Thursday, November 26, 2015

The Road to a Successful Retirement

Ottawa Redblacks wide receiver Greg Ellingson catches a pass which he ran for the game winning touchdown against the Hamilton Tiger-Cats in the CFL East Division final in Ottawa on Sunday, November 22, 2015. (THE CANADIAN PRESS/Adrian Wyld)
 


Even if you are not a football fan, you can appreciate a dramatic ending which results in a crucial win,  the winning play that allows a team to advance to the Grey Cup.  Ottawa’s quarterback, Henry Burris, and wide receiver, Greg Ellingson, connected to orchestrate the 93-yard winning touchdown.  In those last dying minutes, the situation appeared all doom and gloom. Who knew that they would pull off a win that will go down as one of CFL’s top moments?   The synergy was so obvious between these players.  They believed in their abilities. They put forth their best effort to create a wild ending. 
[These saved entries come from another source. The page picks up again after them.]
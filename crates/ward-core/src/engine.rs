//! Dispatches actions onto worker pools and tracks them.
//!
//! Top-level actions and child actions run on two independent pools: a
//! parent blocked on its children never occupies a slot the children need.

use std::any::Any;
use std::collections::{BTreeMap, VecDeque};
use std::panic::AssertUnwindSafe;
use std::sync::atomic::{AtomicUsize, Ordering};
use std::sync::{Arc, Mutex, PoisonError, RwLock};

use chrono::{DateTime, Utc};
use futures::FutureExt;
use tokio::time::MissedTickBehavior;
use tokio_util::sync::CancellationToken;
use tracing::{debug, error, info, warn};
use uuid::Uuid;

use crate::action::{Action, ActionContext, ActionError, ActionLogic, ActionStatus};
use crate::cluster::Cluster;
use crate::collaborators::{Alert, AlertLevel, Collaborators};
use crate::config::WardConfig;
use crate::error::{Result, WardError};
use crate::pool::WorkerPool;

const ALERT_LOG_CAPACITY: usize = 1_024;

pub struct ActionEngine {
    cluster: Arc<Cluster>,
    config: WardConfig,
    collaborators: Collaborators,
    parent_pool: WorkerPool,
    child_pool: WorkerPool,
    tracked: RwLock<BTreeMap<Uuid, Arc<Action>>>,
    alert_log: Mutex<VecDeque<Alert>>,
    /// Top-level actions queued or running.
    active: AtomicUsize,
    shutdown: CancellationToken,
}

impl ActionEngine {
    /// Validate `config`, spawn both worker pools and the prune task.
    /// Must be called from within a tokio runtime.
    pub fn start(
        cluster: Arc<Cluster>,
        config: WardConfig,
        collaborators: Collaborators,
    ) -> Result<Arc<Self>> {
        config.ensure_valid()?;
        tokio::runtime::Handle::try_current().map_err(|_| WardError::NoRuntime)?;

        let shutdown = CancellationToken::new();
        let engine = Arc::new_cyclic(|weak| {
            let parent_pool = WorkerPool::spawn(
                "parent",
                config.engine.parent_workers,
                config.engine.parent_queue,
                weak.clone(),
                shutdown.clone(),
            );
            let child_pool = WorkerPool::spawn(
                "child",
                config.engine.child_workers,
                config.engine.child_queue,
                weak.clone(),
                shutdown.clone(),
            );
            Self {
                cluster,
                config,
                collaborators,
                parent_pool,
                child_pool,
                tracked: RwLock::new(BTreeMap::new()),
                alert_log: Mutex::new(VecDeque::new()),
                active: AtomicUsize::new(0),
                shutdown,
            }
        });
        engine.spawn_pruner();
        info!(
            cluster = %engine.cluster.name(),
            parent_workers = engine.config.engine.parent_workers,
            child_workers = engine.config.engine.child_workers,
            "action engine started"
        );
        Ok(engine)
    }

    pub fn cluster(&self) -> &Arc<Cluster> {
        &self.cluster
    }

    pub fn config(&self) -> &WardConfig {
        &self.config
    }

    pub fn collaborators(&self) -> &Collaborators {
        &self.collaborators
    }

    // -----------------------------------------------------------------------
    // Dispatch
    // -----------------------------------------------------------------------

    /// Submit a top-level action. The action must carry an owner.
    pub async fn dispatch(self: &Arc<Self>, action: Action) -> Result<Arc<Action>> {
        self.active.fetch_add(1, Ordering::SeqCst);
        self.dispatch_reserved(action).await
    }

    /// Dispatch only when no other top-level action is queued or running.
    /// Returns `None` when something is already in flight.
    pub async fn dispatch_now(self: &Arc<Self>, action: Action) -> Result<Option<Arc<Action>>> {
        if let Err(active) = self
            .active
            .compare_exchange(0, 1, Ordering::SeqCst, Ordering::SeqCst)
        {
            debug!(action = %action.name(), active, "engine busy, not dispatching");
            return Ok(None);
        }
        self.dispatch_reserved(action).await.map(Some)
    }

    /// Dispatch with a slot in `active` already taken. The slot is given
    /// back when the action is refused.
    async fn dispatch_reserved(self: &Arc<Self>, action: Action) -> Result<Arc<Action>> {
        let action = match self.admit(action) {
            Ok(action) => action,
            Err(e) => {
                self.active.fetch_sub(1, Ordering::SeqCst);
                return Err(e);
            }
        };

        let name = action.name();
        let owner = action.owner().unwrap_or_default();
        info!(action_id = %action.id(), action = %name, %owner, "action dispatched");
        self.alert(
            AlertLevel::Medium,
            format!(
                "{name} triggered on cluster {} by {owner}",
                self.cluster.name()
            ),
        )
        .await;
        Ok(action)
    }

    fn admit(self: &Arc<Self>, mut action: Action) -> Result<Arc<Action>> {
        let name = action.name();
        if action.owner().is_none() {
            return Err(WardError::MissingOwner(name));
        }
        let kind = action.kind().kind_name();
        if self.config.engine.blocked_actions.iter().any(|b| b == kind) {
            warn!(action = %name, kind, cluster = %self.cluster.name(), "action is blocked");
            return Err(WardError::Blocked {
                action: name,
                cluster: self.cluster.name().to_string(),
            });
        }
        action.initialize(&self.config)?;

        let action = Arc::new(action);
        action.bind_engine(self);
        self.write_tracked().insert(action.id(), action.clone());
        if let Err(reason) = self.parent_pool.submit(action.clone()) {
            self.write_tracked().remove(&action.id());
            warn!(action = %name, %reason, "dispatch rejected");
            return Err(WardError::Rejected { action: name, reason });
        }
        Ok(action)
    }

    /// Submit `child` on behalf of a running `parent`. The child takes the
    /// parent's owner and engine and is appended to the parent's children.
    pub fn dispatch_child(self: &Arc<Self>, parent: &Arc<Action>, mut child: Action) -> Result<Arc<Action>> {
        if parent.status() != ActionStatus::Running {
            return Err(WardError::ParentNotRunning(parent.name()));
        }
        if let Some(owner) = parent.owner() {
            child.set_owner(owner);
        }
        child.initialize(&self.config)?;

        let child = Arc::new(child);
        child.bind_engine(self);
        child.bind_parent(parent.id());
        parent.push_child(child.clone())?;
        if let Err(reason) = self.child_pool.submit(child.clone()) {
            // Already visible to the parent; settle it so nobody waits forever.
            child.mark_failed(format!("rejected: {reason}"));
            warn!(parent = %parent.name(), child = %child.name(), %reason, "child dispatch rejected");
            return Err(WardError::Rejected {
                action: child.name(),
                reason,
            });
        }
        debug!(parent = %parent.name(), child = %child.name(), "child dispatched");
        Ok(child)
    }

    // -----------------------------------------------------------------------
    // Execution
    // -----------------------------------------------------------------------

    pub(crate) async fn execute(self: Arc<Self>, action: Arc<Action>) {
        if action.begin() {
            let ctx = ActionContext::new(action.clone(), self.clone());
            let outcome = AssertUnwindSafe(action.kind().run(&ctx))
                .catch_unwind()
                .await;
            match outcome {
                Ok(Ok(())) => {
                    action.mark_succeeded();
                }
                Ok(Err(ActionError::Cancelled)) => {
                    action.mark_cancelled();
                }
                Ok(Err(e)) => {
                    let timed_out = matches!(e, ActionError::Timeout { .. });
                    warn!(action_id = %action.id(), action = %action.name(), timed_out, error = %e, "action failed");
                    action.mark_failed(&e);
                }
                Err(panic) => {
                    let message = panic_message(panic.as_ref());
                    error!(action_id = %action.id(), action = %action.name(), %message, "action panicked");
                    action.mark_failed(format!("action panicked: {message}"));
                }
            }
        } else {
            debug!(action_id = %action.id(), "skipping action cancelled before it started");
        }

        if action.parent_id().is_none() {
            self.active.fetch_sub(1, Ordering::SeqCst);
            self.audit(&action).await;
        }
    }

    async fn audit(&self, action: &Action) {
        let Some(auditor) = self.collaborators.auditor.clone() else {
            return;
        };
        let record = action.audit_record(self.cluster.name());
        let written = tokio::task::spawn_blocking(move || auditor.record(&record)).await;
        match written {
            Ok(Ok(())) => {}
            Ok(Err(e)) => warn!(action_id = %action.id(), error = %e, "failed to audit action"),
            Err(e) => warn!(action_id = %action.id(), error = %e, "audit task join error"),
        }
    }

    // -----------------------------------------------------------------------
    // Alerts
    // -----------------------------------------------------------------------

    /// Forward an alert. Delivery failures are logged, never returned.
    pub async fn alert(&self, level: AlertLevel, message: impl Into<String>) {
        let alert = Alert {
            level,
            cluster: self.cluster.name().to_string(),
            message: message.into(),
            timestamp: Utc::now(),
        };
        {
            let mut log = self.alert_log.lock().unwrap_or_else(PoisonError::into_inner);
            if log.len() == ALERT_LOG_CAPACITY {
                log.pop_front();
            }
            log.push_back(alert.clone());
        }
        if let Err(e) = self.collaborators.alerts.send(&alert).await {
            warn!(level = %alert.level, message = %alert.message, error = %e, "failed to deliver alert");
        }
    }

    /// Recent alerts, oldest first.
    pub fn alerts(&self) -> Vec<Alert> {
        self.alert_log
            .lock()
            .unwrap_or_else(PoisonError::into_inner)
            .iter()
            .cloned()
            .collect()
    }

    // -----------------------------------------------------------------------
    // Tracked actions
    // -----------------------------------------------------------------------

    pub fn tracked(&self, id: Uuid) -> Option<Arc<Action>> {
        self.read_tracked().get(&id).cloned()
    }

    /// Tracked top-level actions, oldest first.
    pub fn tracked_actions(&self) -> Vec<Arc<Action>> {
        let mut actions: Vec<Arc<Action>> = self.read_tracked().values().cloned().collect();
        actions.sort_by_key(|a| a.created_at());
        actions
    }

    pub fn active_actions(&self) -> usize {
        self.active.load(Ordering::SeqCst)
    }

    /// Drop finished actions that completed more than the configured TTL
    /// before `now`. Returns how many were removed.
    pub fn prune_tracked(&self, now: DateTime<Utc>) -> usize {
        let ttl = chrono::Duration::from_std(self.config.engine.tracked_action_ttl())
            .unwrap_or(chrono::Duration::MAX);
        let mut tracked = self.write_tracked();
        let before = tracked.len();
        tracked.retain(|_, a| match a.completed_at() {
            Some(done) if a.is_done() => now - done <= ttl,
            _ => true,
        });
        before - tracked.len()
    }

    fn spawn_pruner(self: &Arc<Self>) {
        let weak = Arc::downgrade(self);
        let shutdown = self.shutdown.clone();
        let every = self.config.engine.prune_interval();
        tokio::spawn(async move {
            let mut ticker = tokio::time::interval(every);
            ticker.set_missed_tick_behavior(MissedTickBehavior::Delay);
            loop {
                tokio::select! {
                    _ = ticker.tick() => {}
                    _ = shutdown.cancelled() => break,
                }
                let Some(engine) = weak.upgrade() else { break };
                let pruned = engine.prune_tracked(Utc::now());
                if pruned > 0 {
                    debug!(pruned, "pruned expired actions");
                }
            }
        });
    }

    /// Cancel every unfinished top-level action and stop the workers once
    /// their current action returns.
    pub fn shutdown(&self) {
        for action in self.read_tracked().values() {
            if !action.is_done() {
                action.cancel(true);
            }
        }
        self.shutdown.cancel();
        info!(cluster = %self.cluster.name(), "action engine shutting down");
    }

    fn read_tracked(&self) -> std::sync::RwLockReadGuard<'_, BTreeMap<Uuid, Arc<Action>>> {
        self.tracked.read().unwrap_or_else(PoisonError::into_inner)
    }

    fn write_tracked(&self) -> std::sync::RwLockWriteGuard<'_, BTreeMap<Uuid, Arc<Action>>> {
        self.tracked.write().unwrap_or_else(PoisonError::into_inner)
    }
}

impl std::fmt::Debug for ActionEngine {
    fn fmt(&self, f: &mut std::fmt::Formatter<'_>) -> std::fmt::Result {
        f.debug_struct("ActionEngine")
            .field("cluster", &self.cluster.name())
            .field("active", &self.active_actions())
            .finish()
    }
}

fn panic_message(panic: &(dyn Any + Send)) -> String {
    if let Some(s) = panic.downcast_ref::<&str>() {
        (*s).to_string()
    } else if let Some(s) = panic.downcast_ref::<String>() {
        s.clone()
    } else {
        "unknown panic".to_string()
    }
}

// ---------------------------------------------------------------------------
// Tests
// ---------------------------------------------------------------------------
The Ottawa Redblack’s success didn’t come together on a whim in those last minutes.   Every player on this team worked hard throughout the season to achieve success leading up to that moment.   Their ultimate goal was to win games which would allow them to play in the big one, the Grey Cup.   In an interview, Henry Burris shared that he tells his sons, “This is what it’s all about. All the hard work Dad puts in pays off. When you do the right things someone always looks out for you in the end.”

To write about achieving success is so fitting now between the weeks of the Western-Eastern Final Division Playoffs and the Grey Cup.  The best of the best are in a showdown to see who triumphs.  I learned a thing or two about watching the action play out on the football field.  I am not ready to turn into a pro football player but I certainly can see the benefits of having effective coaches working behind the scenes to create the winning plays.  That’s my job as a financial planner as I help prepare you for the ultimate winning play of your lifetime, retirement.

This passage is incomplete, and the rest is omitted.